[Saved entries]
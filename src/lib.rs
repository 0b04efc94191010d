//! jsh ライブラリ — ベンチマーク・テスト用にモジュールを公開する。
//!
//! バイナリ本体は `main.rs` の REPL ループ。
//! この `lib.rs` は `benches/bench_main.rs` 等の外部クレートから
//! パーサー・ジョブレジストリに直接アクセスするために存在する。
//!
//! ## モジュール構成
//!
//! | モジュール | 役割 |
//! |-----------|------|
//! | [`parser`] | トークナイザ（空白区切り、シングルクォート、末尾 `&`） |
//! | [`job`] | ジョブレジストリ（固定容量スロットテーブル）とフォアグラウンド待機ゲート |
//! | [`signals`] | シグナル消費スレッド（SIGCHLD drain、SIGINT/SIGTSTP 中継、SIGQUIT） |
//! | [`executor`] | コマンド評価（ビルトイン判定、レースフリーな起動シーケンス） |
//! | [`builtins`] | ビルトイン（`quit`, `jobs`, `bg`, `fg`） |
//! | [`shell`] | シェルのグローバル状態（終了ステータス、ジョブレジストリのハンドル） |
//! | [`spawn`] | `posix_spawnp` ラッパー（新プロセスグループ + シグナルリセット） |

pub mod builtins;
pub mod executor;
pub mod job;
pub mod parser;
pub mod shell;
pub mod signals;
pub mod spawn;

The problem:
Send back every entry precisely as given.

Solution to this exercise:
filename src/lib.rs
repository 0b04efc94191010d
//! jsh ライブラリ — ベンチマーク・テスト用にモジュールを公開する。
//!
//! バイナリ本体は `main.rs` の REPL ループ。
//! この `lib.rs` は `benches/bench_main.rs` 等の外部クレートから
//! パーサー・ジョブレジストリに直接アクセスするために存在する。
//!
//! ## モジュール構成
//!
//! | モジュール | 役割 |
//! |-----------|------|
//! | [`parser`] | トークナイザ（空白区切り、シングルクォート、末尾 `&`） |
//! | [`job`] | ジョブレジストリ（固定容量スロットテーブル）とフォアグラウンド待機ゲート |
//! | [`signals`] | シグナル消費スレッド（SIGCHLD drain、SIGINT/SIGTSTP 中継、SIGQUIT） |
//! | [`executor`] | コマンド評価（ビルトイン判定、レースフリーな起動シーケンス） |
//! | [`builtins`] | ビルトイン（`quit`, `jobs`, `bg`, `fg`） |
//! | [`shell`] | シェルのグローバル状態（終了ステータス、ジョブレジストリのハンドル） |
//! | [`spawn`] | `posix_spawnp` ラッパー（新プロセスグループ + シグナルリセット） |

pub mod builtins;
pub mod executor;
pub mod job;
pub mod parser;
pub mod shell;
pub mod signals;
pub mod spawn;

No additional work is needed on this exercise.